(Required action) Write out the data below exactly, beginning with the first line and ending once the line that has "Disabled call entry" is written.

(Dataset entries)
* * * * *
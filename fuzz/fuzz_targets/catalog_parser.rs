#![no_main]

use libfuzzer_sys::fuzz_target;
use resdep::catalog::{target_from_str, CatalogFormat};

fuzz_target!(|data: &[u8]| {
    if let Ok(input) = std::str::from_utf8(data) {
        // Malformed catalogs must be rejected with an error, never a panic,
        // and any catalog that loads must classify every call.
        if let Ok(target) = target_from_str(input, CatalogFormat::Toml) {
            let wanted = target.all_calls();
            let result = target.transitively_enabled_calls(&wanted);
            assert_eq!(result.supported.len() + result.disabled.len(), wanted.len());
        }
    }
});
//! Resource kind compatibility
//!
//! A kind is a lineage of tags ordered general → specific, e.g.
//! `fd, socket, tcp_socket`. Compatibility is a relation, not an
//! equivalence: passing something more specialized than required is always
//! fine, passing something more generic only when `precise` is false.

/// Returns true if a resource of kind `src` can be passed where kind `dst` is expected.
///
/// With `precise` set, a less specialized `src` (e.g. `fd`) never satisfies
/// a more specialized `dst` (e.g. `fd, socket`).
///
/// # Example
/// ```
/// use resdep::compat::is_compatible_kind;
///
/// assert!(is_compatible_kind(&["fd"], &["fd", "socket"], true));
/// assert!(!is_compatible_kind(&["fd", "socket"], &["fd"], true));
/// assert!(is_compatible_kind(&["fd", "socket"], &["fd"], false));
/// ```
pub fn is_compatible_kind<D, S>(dst: &[D], src: &[S], precise: bool) -> bool
where
    D: AsRef<str>,
    S: AsRef<str>,
{
    let mut dst = dst;
    let mut src = src;
    if dst.len() > src.len() {
        // dst is more specialized, e.g. dst=socket, src=fd
        if precise {
            return false;
        }
        dst = &dst[..src.len()];
    }
    if src.len() > dst.len() {
        // src is more specialized, e.g. dst=fd, src=socket
        src = &src[..dst.len()];
    }
    dst.iter()
        .zip(src)
        .all(|(d, s)| d.as_ref() == s.as_ref())
}
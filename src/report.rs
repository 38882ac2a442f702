//! Report rendering for enablement checks and constructor queries

use crate::enablement::Enablement;
use crate::target::Target;
use serde::Serialize;
use std::fmt;

/// Disabled call entry
#[derive(Debug, Clone, PartialEq, Eq, Serialize)]
pub struct DisabledCall {
    pub name: String,
    pub reason: String,
}

/// Name-resolved enablement result
#[derive(Debug, Clone, PartialEq, Eq, Serialize)]
pub struct EnablementReport {
    pub wanted: usize,
    pub supported: Vec<String>,
    pub disabled: Vec<DisabledCall>,
}

impl EnablementReport {
    pub fn new(target: &Target, result: &Enablement) -> Self {
        Self {
            wanted: result.supported.len() + result.disabled.len(),
            supported: result
                .supported
                .iter()
                .map(|&id| target.call(id).name.clone())
                .collect(),
            disabled: result
                .disabled
                .iter()
                .map(|(&id, reason)| DisabledCall {
                    name: target.call(id).name.clone(),
                    reason: reason.clone(),
                })
                .collect(),
        }
    }

    pub fn to_json(&self) -> serde_json::Result<String> {
        serde_json::to_string_pretty(self)
    }

    pub fn render_text(&self) -> String {
        self.to_string()
    }
}

impl fmt::Display for EnablementReport {
    fn fmt(&self, f: &mut fmt::Formatter<'_>) -> fmt::Result {
        writeln!(
            f,
            "{} of {} syscalls supported",
            self.supported.len(),
            self.wanted
        )?;
        for name in &self.supported {
            writeln!(f, "  {}", name)?;
        }
        if !self.disabled.is_empty() {
            writeln!(f, "{} syscalls disabled:", self.disabled.len())?;
            for call in &self.disabled {
                writeln!(f, "  {}: {}", call.name, call.reason)?;
            }
        }
        Ok(())
    }
}

/// Constructors of one resource at both precisions
#[derive(Debug, Clone, PartialEq, Eq, Serialize)]
pub struct CtorReport {
    pub resource: String,
    pub kind: Vec<String>,
    pub precise: Vec<String>,
    pub imprecise: Vec<String>,
}

impl CtorReport {
    /// # Panics
    /// Panics if `resource` is unknown to `target`.
    pub fn new(target: &Target, resource: &str) -> Self {
        let names = |precise: bool| -> Vec<String> {
            target
                .resource_ctors(resource, precise)
                .iter()
                .map(|c| c.name.clone())
                .collect()
        };
        let res = target.resource_or_panic(resource);
        Self {
            resource: res.name.clone(),
            kind: res.kind.clone(),
            precise: names(true),
            imprecise: names(false),
        }
    }

    pub fn to_json(&self) -> serde_json::Result<String> {
        serde_json::to_string_pretty(self)
    }

    pub fn render_text(&self) -> String {
        self.to_string()
    }
}

impl fmt::Display for CtorReport {
    fn fmt(&self, f: &mut fmt::Formatter<'_>) -> fmt::Result {
        writeln!(f, "resource {} [{}]", self.resource, self.kind.join(", "))?;
        writeln!(f, "  precise: {}", self.precise.join(" "))?;
        writeln!(f, "  imprecise: {}", self.imprecise.join(" "))
    }
}
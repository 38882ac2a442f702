//! resdep - resource-dependency engine for kernel syscall fuzzers
//!
//! Many syscalls consume OS handles (file descriptors, sockets, memory
//! areas) that other syscalls produce. This library answers two questions
//! about an already-built call catalog:
//!
//! - which calls can construct a given resource, precisely or under relaxed
//!   kind compatibility ([`target::Target::resource_ctors`])
//! - which calls of a candidate set are usable because every resource they
//!   need is transitively producible within that set
//!   ([`target::Target::transitively_enabled_calls`])
//!
//! # Example
//! ```
//! use resdep::target::{Target, TargetDesc};
//! use resdep::types::{Field, ResourceDesc, Syscall, Type};
//!
//! let target = Target::new(TargetDesc::new(
//!     vec![ResourceDesc::new("fd", ["fd"])],
//!     vec![
//!         Syscall::new("open", vec![], Some(Type::resource("fd"))),
//!         Syscall::new("read", vec![Field::new("fd", Type::resource("fd"))], None),
//!     ],
//! ))?;
//!
//! let result = target.transitively_enabled_calls(&target.all_calls());
//! assert_eq!(result.supported.len(), 2);
//! # Ok::<(), resdep::error::CatalogError>(())
//! ```

pub mod catalog;
pub mod cli;
pub mod compat;
mod ctors;
pub mod config;
pub mod enablement;
pub mod error;
pub mod extract;
pub mod report;
pub mod target;
pub mod types;
//! Resource constructor index
//!
//! Built once per target, after every call's output resources are known.
//! Each declared resource records the calls whose produced kinds are
//! compatible with its own kind. A call can be listed twice for the same
//! resource, once per precision tag: selection queries one precision or the
//! other, so the entries are kept apart.

use crate::compat::is_compatible_kind;
use crate::extract::{TIMESPEC, TIME_READER};
use crate::types::{ResourceCtor, ResourceDesc, Syscall};

/// Fill `ctors` of every resource in `resources`.
///
/// Synthetic resources skip the kind match; `timespec` instead gains every
/// call named `clock_gettime` as a precise constructor.
pub(crate) fn populate_resource_ctors(resources: &mut [ResourceDesc], syscalls: &[Syscall]) {
    let produced: Vec<Vec<Vec<String>>> = syscalls
        .iter()
        .map(|call| {
            call.output_resources
                .iter()
                .map(|id| resources[id.0].kind.clone())
                .collect()
        })
        .collect();

    for res in resources.iter_mut() {
        if res.synthetic {
            if res.name == TIMESPEC {
                res.ctors.extend(
                    syscalls
                        .iter()
                        .filter(|call| call.name == TIME_READER)
                        .map(|call| ResourceCtor {
                            call: call.id,
                            precise: true,
                        }),
                );
            }
            continue;
        }

        for (call, kinds) in syscalls.iter().zip(&produced) {
            let mut precise_ok = false;
            let mut imprecise_ok = false;
            for kind in kinds {
                if precise_ok && imprecise_ok {
                    break;
                }
                precise_ok |= is_compatible_kind(&res.kind, kind, true);
                imprecise_ok |= is_compatible_kind(&res.kind, kind, false);
            }
            if precise_ok {
                res.ctors.push(ResourceCtor {
                    call: call.id,
                    precise: true,
                });
            }
            if imprecise_ok {
                res.ctors.push(ResourceCtor {
                    call: call.id,
                    precise: false,
                });
            }
        }
    }

    tracing::debug!(
        resources = resources.len(),
        syscalls = syscalls.len(),
        ctors = resources.iter().map(|r| r.ctors.len()).sum::<usize>(),
        "populated resource constructors"
    );
}
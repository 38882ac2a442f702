//! Error types for catalog loading and configuration validation
//!
//! Only load-time problems are errors. Invariant violations discovered after
//! a [`crate::target::Target`] is built are fatal and panic instead.

use thiserror::Error;

/// Errors raised while building a target from a catalog
#[derive(Error, Debug)]
pub enum CatalogError {
    #[error("Duplicate resource '{0}'")]
    DuplicateResource(String),

    #[error("Duplicate syscall '{0}'")]
    DuplicateSyscall(String),

    #[error("Resource '{0}' has an empty kind lineage")]
    EmptyKind(String),

    #[error("Resource '{name}' kind lineage must end with its own name, found '{last}'")]
    KindNameMismatch { name: String, last: String },

    #[error("Resource name '{0}' is reserved for a built-in resource")]
    ReservedResource(String),

    #[error("Syscall '{call}' references unknown resource '{resource}'")]
    UnknownResource { call: String, resource: String },

    #[error("Failed to parse TOML catalog: {0}")]
    Toml(#[from] toml::de::Error),

    #[error("Failed to parse JSON catalog: {0}")]
    Json(#[from] serde_json::Error),
}

/// Errors raised while validating or applying a check configuration
#[derive(Error, Debug, PartialEq, Eq)]
pub enum ConfigError {
    #[error("Empty syscall pattern")]
    EmptyPattern,

    #[error("Wildcard is only allowed at the end of a pattern: '{0}'")]
    MisplacedWildcard(String),

    #[error("Pattern '{0}' does not match any syscall")]
    UnknownPattern(String),
}
//! Catalog files
//!
//! A catalog is a serialized [`TargetDesc`], in TOML or JSON.
//!
//! # Example TOML
//! ```toml
//! os = "linux"
//!
//! [[resource]]
//! name = "fd"
//! kind = ["fd"]
//!
//! [[syscall]]
//! name = "open"
//! args = [{ name = "file", type = { kind = "ptr", elem = { kind = "filename" } } }]
//! ret = { kind = "resource", name = "fd" }
//!
//! [[syscall]]
//! name = "read"
//! args = [{ name = "fd", type = { kind = "resource", name = "fd" } }]
//! ```

use crate::error::CatalogError;
use crate::target::{Target, TargetDesc};
use anyhow::{Context, Result};
use std::fs;
use std::path::Path;

/// Serialization format of a catalog file
#[derive(Debug, Clone, Copy, PartialEq, Eq)]
pub enum CatalogFormat {
    Toml,
    Json,
}

impl CatalogFormat {
    /// Guess the format from a file extension, defaulting to TOML
    pub fn from_path(path: &Path) -> Self {
        match path.extension().and_then(|ext| ext.to_str()) {
            Some(ext) if ext.eq_ignore_ascii_case("json") => CatalogFormat::Json,
            _ => CatalogFormat::Toml,
        }
    }
}

/// Parse catalog text without initializing a target
pub fn parse_catalog(text: &str, format: CatalogFormat) -> Result<TargetDesc, CatalogError> {
    let desc = match format {
        CatalogFormat::Toml => toml::from_str(text)?,
        CatalogFormat::Json => serde_json::from_str(text)?,
    };
    Ok(desc)
}

/// Parse catalog text and build a target from it
pub fn target_from_str(text: &str, format: CatalogFormat) -> Result<Target, CatalogError> {
    Target::new(parse_catalog(text, format)?)
}

/// Load a catalog file and build a target from it
///
/// # Errors
/// Returns error if the file can't be read, doesn't parse, or describes an
/// inconsistent catalog.
pub fn load_target<P: AsRef<Path>>(path: P) -> Result<Target> {
    let path = path.as_ref();
    let content = fs::read_to_string(path)
        .with_context(|| format!("Failed to read catalog file: {}", path.display()))?;
    let target = target_from_str(&content, CatalogFormat::from_path(path))
        .with_context(|| format!("Invalid catalog: {}", path.display()))?;
    tracing::debug!(path = %path.display(), syscalls = target.syscalls().len(), "catalog loaded");
    Ok(target)
}
//! Per-call resource extraction
//!
//! Walks a call's argument shape and classifies resource-typed nodes:
//!
//! - inputs: resource nodes that are not output-only and not optional
//! - outputs: resource nodes that are not input-only, optional or not
//!
//! Non-optional filename and memory-region nodes read by a call count as
//! inputs of the synthetic `filename` and `vma` resources, which are always
//! available. Time-value structs are treated as needing the synthetic
//! `timespec` resource, and `clock_gettime` as producing it, since it fills
//! the struct through an output pointer without any resource-typed argument.

use crate::error::CatalogError;
use crate::types::{Dir, ResourceId, Syscall, TypeShape};
use std::collections::HashMap;

pub const TIMESPEC: &str = "timespec";
pub const FILENAME: &str = "filename";
pub const VMA: &str = "vma";

/// Well-known call that produces a time value
///
/// Extraction matches it by base call name, so variants such as
/// `clock_gettime$raw` produce `timespec` too. The constructor index only
/// lists the call named exactly `clock_gettime`, so a catalog holding only
/// variants enables `timespec` consumers while reporting no constructors.
pub const TIME_READER: &str = "clock_gettime";

const TIME_STRUCTS: [&str; 2] = ["timespec", "timeval"];

/// Lookup state shared by extraction of every call in one target
pub(crate) struct Extractor<'a> {
    pub resources: &'a HashMap<String, ResourceId>,
    pub timespec: ResourceId,
    pub filename: ResourceId,
    pub vma: ResourceId,
    /// Time-value structs only count as resources on linux targets
    pub linux: bool,
}

impl Extractor<'_> {
    fn lookup(&self, call: &Syscall, name: &str) -> Result<ResourceId, CatalogError> {
        self.resources
            .get(name)
            .copied()
            .ok_or_else(|| CatalogError::UnknownResource {
                call: call.name.clone(),
                resource: name.to_string(),
            })
    }

    /// Resources that must be available before `call` can be issued
    pub fn input_resources(&self, call: &Syscall) -> Result<Vec<ResourceId>, CatalogError> {
        let mut resources = Vec::new();
        let mut failure = None;
        call.foreach_type(|typ, dir| {
            if dir == Dir::Out || failure.is_some() {
                return;
            }
            match &typ.shape {
                TypeShape::Resource { name } if !typ.optional => match self.lookup(call, name) {
                    Ok(id) => resources.push(id),
                    Err(err) => failure = Some(err),
                },
                TypeShape::Filename if !typ.optional => resources.push(self.filename),
                TypeShape::Vma if !typ.optional => resources.push(self.vma),
                TypeShape::Struct { name, .. }
                    if self.linux && TIME_STRUCTS.contains(&name.as_str()) =>
                {
                    resources.push(self.timespec)
                }
                _ => {}
            }
        });
        match failure {
            Some(err) => Err(err),
            None => Ok(resources),
        }
    }

    /// Resources `call` can produce
    pub fn output_resources(&self, call: &Syscall) -> Result<Vec<ResourceId>, CatalogError> {
        let mut resources = Vec::new();
        let mut failure = None;
        call.foreach_type(|typ, dir| {
            if dir == Dir::In || failure.is_some() {
                return;
            }
            if let TypeShape::Resource { name } = &typ.shape {
                match self.lookup(call, name) {
                    Ok(id) => resources.push(id),
                    Err(err) => failure = Some(err),
                }
            }
        });
        if let Some(err) = failure {
            return Err(err);
        }
        if call.call_name() == TIME_READER {
            resources.push(self.timespec);
        }
        Ok(resources)
    }
}

#[cfg(test)]
mod tests {
    use super::*;
    use crate::types::{Field, Type};

    fn resource_map() -> HashMap<String, ResourceId> {
        ["fd", "sock", TIMESPEC, FILENAME, VMA]
            .iter()
            .enumerate()
            .map(|(i, name)| (name.to_string(), ResourceId(i)))
            .collect()
    }

    fn extractor(map: &HashMap<String, ResourceId>, linux: bool) -> Extractor<'_> {
        Extractor {
            resources: map,
            timespec: map[TIMESPEC],
            filename: map[FILENAME],
            vma: map[VMA],
            linux,
        }
    }

    #[test]
    fn test_optional_input_is_not_required() {
        let map = resource_map();
        let ex = extractor(&map, true);
        let call = Syscall::new(
            "close_range",
            vec![
                Field::new("first", Type::resource("fd")),
                Field::new("last", Type::resource("sock").optional()),
            ],
            None,
        );

        assert_eq!(ex.input_resources(&call).unwrap(), vec![ResourceId(0)]);
        assert!(ex.output_resources(&call).unwrap().is_empty());
    }

    #[test]
    fn test_inout_resource_is_both() {
        let map = resource_map();
        let ex = extractor(&map, true);
        let call = Syscall::new(
            "dup_into",
            vec![Field::new(
                "fd",
                Type::ptr(Type::resource("fd")).with_dir(Dir::InOut),
            )],
            None,
        );

        assert_eq!(ex.input_resources(&call).unwrap(), vec![ResourceId(0)]);
        assert_eq!(ex.output_resources(&call).unwrap(), vec![ResourceId(0)]);
    }

    #[test]
    fn test_optional_output_still_produced() {
        let map = resource_map();
        let ex = extractor(&map, true);
        let call = Syscall::new(
            "accept",
            vec![Field::new("fd", Type::resource("sock"))],
            Some(Type::resource("sock").optional()),
        );

        assert_eq!(ex.input_resources(&call).unwrap(), vec![ResourceId(1)]);
        assert_eq!(ex.output_resources(&call).unwrap(), vec![ResourceId(1)]);
    }

    #[test]
    fn test_nested_struct_fields_scanned() {
        let map = resource_map();
        let ex = extractor(&map, true);
        let call = Syscall::new(
            "sendmsg",
            vec![Field::new(
                "msg",
                Type::ptr(Type::structure(
                    "msghdr",
                    vec![Field::new(
                        "control",
                        Type::array(Type::union(
                            "cmsg",
                            vec![Field::new("rights", Type::resource("fd"))],
                        )),
                    )],
                )),
            )],
            None,
        );

        assert_eq!(ex.input_resources(&call).unwrap(), vec![ResourceId(0)]);
    }

    #[test]
    fn test_time_struct_requires_timespec() {
        let map = resource_map();
        let call = Syscall::new(
            "nanosleep",
            vec![Field::new("req", Type::ptr(Type::structure("timespec", vec![])))],
            None,
        );

        let on_linux = extractor(&map, true).input_resources(&call).unwrap();
        assert_eq!(on_linux, vec![map[TIMESPEC]]);

        let elsewhere = extractor(&map, false).input_resources(&call).unwrap();
        assert!(elsewhere.is_empty());
    }

    #[test]
    fn test_output_time_struct_not_required() {
        let map = resource_map();
        let ex = extractor(&map, true);
        let call = Syscall::new(
            "gettimeofday",
            vec![Field::new(
                "tv",
                Type::ptr(Type::structure("timeval", vec![])).with_dir(Dir::Out),
            )],
            None,
        );

        assert!(ex.input_resources(&call).unwrap().is_empty());
    }

    #[test]
    fn test_clock_gettime_produces_timespec() {
        let map = resource_map();
        let ex = extractor(&map, true);
        let call = Syscall::new(
            "clock_gettime",
            vec![Field::new(
                "tp",
                Type::ptr(Type::structure("timespec", vec![])).with_dir(Dir::Out),
            )],
            None,
        );

        assert_eq!(ex.output_resources(&call).unwrap(), vec![map[TIMESPEC]]);
    }

    #[test]
    fn test_filename_and_vma_shapes_are_inputs() {
        let map = resource_map();
        let ex = extractor(&map, true);
        let call = Syscall::new(
            "mmap",
            vec![
                Field::new("addr", Type::new(TypeShape::Vma)),
                Field::new("file", Type::ptr(Type::new(TypeShape::Filename))),
                Field::new("hint", Type::new(TypeShape::Vma).optional()),
            ],
            None,
        );

        assert_eq!(
            ex.input_resources(&call).unwrap(),
            vec![map[VMA], map[FILENAME]]
        );
        assert!(ex.output_resources(&call).unwrap().is_empty());
    }

    #[test]
    fn test_output_filename_not_required() {
        let map = resource_map();
        let ex = extractor(&map, true);
        let call = Syscall::new(
            "getcwd",
            vec![Field::new(
                "buf",
                Type::ptr(Type::new(TypeShape::Filename)).with_dir(Dir::Out),
            )],
            None,
        );

        assert!(ex.input_resources(&call).unwrap().is_empty());
    }

    #[test]
    fn test_unknown_resource_reported() {
        let map = resource_map();
        let ex = extractor(&map, true);
        let call = Syscall::new("bogus", vec![Field::new("h", Type::resource("handle"))], None);

        match ex.input_resources(&call) {
            Err(CatalogError::UnknownResource { call, resource }) => {
                assert_eq!(call, "bogus");
                assert_eq!(resource, "handle");
            }
            other => panic!("expected UnknownResource, got {:?}", other),
        }
    }
}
* * * * *
(Task solution)
filename fuzz/fuzz_targets/catalog_parser.rs
#![no_main]

use libfuzzer_sys::fuzz_target;
use resdep::catalog::{target_from_str, CatalogFormat};

fuzz_target!(|data: &[u8]| {
    if let Ok(input) = std::str::from_utf8(data) {
        // Malformed catalogs must be rejected with an error, never a panic,
        // and any catalog that loads must classify every call.
        if let Ok(target) = target_from_str(input, CatalogFormat::Toml) {
            let wanted = target.all_calls();
            let result = target.transitively_enabled_calls(&wanted);
            assert_eq!(result.supported.len() + result.disabled.len(), wanted.len());
        }
    }
});
//! Resource kind compatibility
//!
//! A kind is a lineage of tags ordered general → specific, e.g.
//! `fd, socket, tcp_socket`. Compatibility is a relation, not an
//! equivalence: passing something more specialized than required is always
//! fine, passing something more generic only when `precise` is false.

/// Returns true if a resource of kind `src` can be passed where kind `dst` is expected.
///
/// With `precise` set, a less specialized `src` (e.g. `fd`) never satisfies
/// a more specialized `dst` (e.g. `fd, socket`).
///
/// # Example
/// ```
/// use resdep::compat::is_compatible_kind;
///
/// assert!(is_compatible_kind(&["fd"], &["fd", "socket"], true));
/// assert!(!is_compatible_kind(&["fd", "socket"], &["fd"], true));
/// assert!(is_compatible_kind(&["fd", "socket"], &["fd"], false));
/// ```
pub fn is_compatible_kind<D, S>(dst: &[D], src: &[S], precise: bool) -> bool
where
    D: AsRef<str>,
    S: AsRef<str>,
{
    let mut dst = dst;
    let mut src = src;
    if dst.len() > src.len() {
        // dst is more specialized, e.g. dst=socket, src=fd
        if precise {
            return false;
        }
        dst = &dst[..src.len()];
    }
    if src.len() > dst.len() {
        // src is more specialized, e.g. dst=fd, src=socket
        src = &src[..dst.len()];
    }
    dst.iter()
        .zip(src)
        .all(|(d, s)| d.as_ref() == s.as_ref())
}
filename src/report.rs
repository 38882ac2a442f702
//! Report rendering for enablement checks and constructor queries

use crate::enablement::Enablement;
use crate::target::Target;
use serde::Serialize;
use std::fmt;

/// Disabled call entry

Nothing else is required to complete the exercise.